Several states have attempted to advance abortion bans in recent years. Mississippi passed a law earlier this year banning abortions after 15 weeks of pregnancy, but it's on hold after a court challenge. The U.S. Supreme Court has declined to hear similar heartbeat bills North Dakota and Arkansas approved in 2013, after they were rejected by the 8th U.S. Circuit Court of Appeals.
A federal court challenge would likely make its way to that appeals court, which has become increasingly conservative during Donald Trump's administration.
Of the 11 active judges on the court, only one Democratic appointment remains. Jane Kelly was named by Barack Obama in 2013. One judge is a Ronald Reagan pick, six were appointees of George W. Bush and three were named to the court by Donald Trump. Two Trump judges replaced Bill Clinton appointees. The third replaced a Bush judge.
The court begrudgingly rejected as unconstitutional the heartbeat bills from North Dakota and Arkansas.
In both cases the appeals court judges made it clear they were only striking down the laws because the U.S. Supreme Court precedent bound them to do so. They strongly suggested that the high court reverse previous abortion rulings by eliminating a federal constitutional right to abortion and allowing states to decide when a fetus is viable.
The Iowa legislation contains some exemptions, including allowing abortions after a detectable heartbeat to save a pregnant woman's life or in some cases of rape and incest. Another provision prohibits some uses of fetal tissue, with exemptions for research. A woman would have to report a rape within 45 days to law enforcement or a physician to qualify for an exemption to the abortion ban. Incest must be reported within 140 days to receive an exemption.
Rep. Mary Wolfe, a Democrat from Clinton, said nothing would stop a woman from lying to a physician, who can't investigate or report the alleged crime.
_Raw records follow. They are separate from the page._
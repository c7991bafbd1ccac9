//! Default values for sbom-catalog configuration.

/// Default number of locations buffered between an enumeration producer and its consumer.
pub const DEFAULT_CHANNEL_CAPACITY: usize = 64;
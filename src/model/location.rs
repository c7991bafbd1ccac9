//! Caller-facing file locations.

use super::{ArtifactId, Coordinates, Identifiable};
use serde::{Deserialize, Serialize};
use std::collections::BTreeMap;

/// Coordinates plus the path form the caller used to reach the file.
///
/// Returned by resolver queries and immutable afterwards. The access path
/// differs from the real path when the file was reached through a link.
#[derive(Debug, Clone, Default, PartialEq, Eq, Hash, PartialOrd, Ord, Serialize, Deserialize)]
pub struct Location {
    #[serde(flatten)]
    pub coordinates: Coordinates,
    /// Path as requested by the caller
    #[serde(rename = "accessPath")]
    pub access_path: String,
    /// Free-form metadata attached by catalogers
    #[serde(default, skip_serializing_if = "BTreeMap::is_empty")]
    pub annotations: BTreeMap<String, String>,
}

impl Location {
    /// A location reached directly by its real path.
    pub fn new(real_path: impl Into<String>) -> Self {
        let real_path = real_path.into();
        Self {
            coordinates: Coordinates::new(real_path.clone(), ""),
            access_path: real_path,
            annotations: BTreeMap::new(),
        }
    }

    /// A location on a specific filesystem (layer).
    pub fn with_filesystem(real_path: impl Into<String>, filesystem_id: impl Into<String>) -> Self {
        let coordinates = Coordinates::new(real_path, filesystem_id);
        Self::from_coordinates(coordinates)
    }

    /// A location whose access path differs from its real path.
    pub fn with_access_path(real_path: impl Into<String>, access_path: impl Into<String>) -> Self {
        Self {
            coordinates: Coordinates::new(real_path, ""),
            access_path: access_path.into(),
            annotations: BTreeMap::new(),
        }
    }

    /// A location accessed by its real path.
    pub fn from_coordinates(coordinates: Coordinates) -> Self {
        Self {
            access_path: coordinates.real_path.clone(),
            coordinates,
            annotations: BTreeMap::new(),
        }
    }

    /// Attach an annotation.
    #[must_use]
    pub fn with_annotation(mut self, key: impl Into<String>, value: impl Into<String>) -> Self {
        self.annotations.insert(key.into(), value.into());
        self
    }

    /// The canonicalized path.
    #[must_use]
    pub fn real_path(&self) -> &str {
        &self.coordinates.real_path
    }

    /// True when the file was reached through a different path than its real one.
    #[must_use]
    pub fn is_virtual(&self) -> bool {
        self.access_path != self.coordinates.real_path
    }
}

impl Identifiable for Location {
    /// Locations share the identity of their coordinates.
    fn id(&self) -> ArtifactId {
        self.coordinates.id()
    }
}

/// An ordered set of locations, unique by coordinates.
///
/// When two locations share coordinates the first one inserted is kept.
#[derive(Debug, Clone, Default, PartialEq, Eq, Hash, PartialOrd, Ord, Serialize, Deserialize)]
#[serde(from = "Vec<Location>", into = "Vec<Location>")]
pub struct LocationSet {
    locations: BTreeMap<Coordinates, Location>,
}

impl LocationSet {
    /// Create an empty set
    #[must_use]
    pub fn new() -> Self {
        Self::default()
    }

    /// Insert a location; returns false if its coordinates were already present.
    pub fn insert(&mut self, location: Location) -> bool {
        if self.locations.contains_key(&location.coordinates) {
            return false;
        }
        self.locations
            .insert(location.coordinates.clone(), location);
        true
    }

    /// Whether a location with these coordinates is present.
    #[must_use]
    pub fn contains(&self, coordinates: &Coordinates) -> bool {
        self.locations.contains_key(coordinates)
    }

    /// Number of locations
    #[must_use]
    pub fn len(&self) -> usize {
        self.locations.len()
    }

    /// Whether the set is empty
    #[must_use]
    pub fn is_empty(&self) -> bool {
        self.locations.is_empty()
    }

    /// Locations in coordinate order.
    pub fn iter(&self) -> impl Iterator<Item = &Location> {
        self.locations.values()
    }

    /// Real paths in coordinate order.
    pub fn real_paths(&self) -> impl Iterator<Item = &str> {
        self.locations.keys().map(|c| c.real_path.as_str())
    }
}

impl From<Vec<Location>> for LocationSet {
    fn from(locations: Vec<Location>) -> Self {
        locations.into_iter().collect()
    }
}

impl From<LocationSet> for Vec<Location> {
    fn from(set: LocationSet) -> Self {
        set.locations.into_values().collect()
    }
}

impl FromIterator<Location> for LocationSet {
    fn from_iter<I: IntoIterator<Item = Location>>(iter: I) -> Self {
        let mut set = Self::new();
        for location in iter {
            set.insert(location);
        }
        set
    }
}

impl Extend<Location> for LocationSet {
    fn extend<I: IntoIterator<Item = Location>>(&mut self, iter: I) {
        for location in iter {
            self.insert(location);
        }
    }
}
Conversely, she said a child who is raped but delays reporting it until showing signs of pregnancy could be denied an abortion.
The bill provides immunity to women receiving abortions but not to doctors who perform them. Their licenses could be revoked for violations, and prosecutors could consider criminal charges against them. That's not addressed by the bill, a point Democrats criticized.
Iowa Republicans have long sought to approve legislation that would further restrict abortion, and their flip of the state Senate chamber in the 2016 election gave them a trifecta of GOP power for the first time in nearly 20 years. Last session, they passed a bill banning most abortions after 20 weeks of pregnancy, which is in effect.
A provision in that legislation requiring a three-day waiting period for abortions - among the longest wait periods in the country - was challenged in court. It remains on hold amid litigation being considered by the state Supreme Court.
Iowa Republicans have indicated the 20-week ban was just the start toward the legislation finalized Wednesday.
"A baby has become something we can throw away. This bill says it's time to change the way we think about unborn life," said Rep. Sandy Salmon, a Janesville Republican.